In the episodes on “Marriage,” “Race” and “Silicon Valley,” the governing idea is for her to engage with things she imperfectly understands, or has a difficult relationship with.
“Drugs” — in which she smokes pot with Willie Nelson in his tour bus (“Do you get stoned before you go onstage?” she asks him; “Probably,” he replies, after a moment of confusion) and travels to Peru to experience Ayahuasca — is a subject she feels pretty good about, schooled in a first-hand, if not a scientific way. She sits down with people who can’t handle them, without ever feeling it’s about her.
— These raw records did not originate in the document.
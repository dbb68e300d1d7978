//! Cache Statistics Module
//!
//! Counters kept by a `CacheStore`. Lookups are split into hits and misses;
//! removals are split by cause so a full cache and a short TTL can be told
//! apart; failed log appends are counted since `put` never reports them.

use serde::Serialize;

/// Why an entry left the cache.
#[derive(Debug, Clone, Copy, PartialEq, Eq)]
pub enum RemovalCause {
    /// Chosen by the eviction policy to make room for a new key
    Capacity,
    /// Deadline passed; found by a read, the sweep, or victim selection
    Expired,
}

// == Cache Stats ==
/// Snapshot of a store's counters, serializable for reporting.
#[derive(Debug, Clone, Default, Serialize)]
pub struct CacheStats {
    /// `get` calls that returned a value
    pub hits: u64,
    /// `get` calls on an absent or expired key
    pub misses: u64,
    /// Live entries removed to stay within capacity
    pub evictions: u64,
    /// Entries removed because their TTL elapsed
    pub expirations: u64,
    /// Log appends that failed after the in-memory write succeeded
    pub persistence_failures: u64,
    /// Entries held when the snapshot was taken
    pub total_entries: usize,
}

impl CacheStats {
    pub fn new() -> Self {
        Self::default()
    }

    /// Fraction of lookups served from the cache, 0.0 before any lookup.
    pub fn hit_rate(&self) -> f64 {
        match self.lookups() {
            0 => 0.0,
            total => self.hits as f64 / total as f64,
        }
    }

    /// Total `get` calls that reached the index.
    pub fn lookups(&self) -> u64 {
        self.hits + self.misses
    }

    /// Total entries removed for any cause.
    pub fn removals(&self) -> u64 {
        self.evictions + self.expirations
    }

    pub fn record_hit(&mut self) {
        self.hits += 1;
    }

    pub fn record_miss(&mut self) {
        self.misses += 1;
    }

    // == Record Removal ==
    pub fn record_removal(&mut self, cause: RemovalCause) {
        match cause {
            RemovalCause::Capacity => self.evictions += 1,
            RemovalCause::Expired => self.expirations += 1,
        }
    }

    pub fn record_persistence_failure(&mut self) {
        self.persistence_failures += 1;
    }

    pub(crate) fn set_total_entries(&mut self, count: usize) {
        self.total_entries = count;
    }
}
“I like being bad, it’s fun,” she says. “I glorify the lifestyle that I lead; I definitely glorify it; I think it’s glorifiable. There are many people in my life who think that I have a problem, but the only opinion I’m concerned about is my own.”
Similarly, in the episode that deals with race — in which Handler explores neighborhoods of Los Angeles she never knew existed, she engages with black victims of police violence, and travels to the Deep South to interview people creepily inured to their own racism — she remains protective of her own right to make jokes about anyone and everything.
“I think it’s important to think about things you haven’t experienced and haven’t affected you directly,” she says, “because in some way they have.”
But her last pitch is for everyone “not to take themselves so seriously.”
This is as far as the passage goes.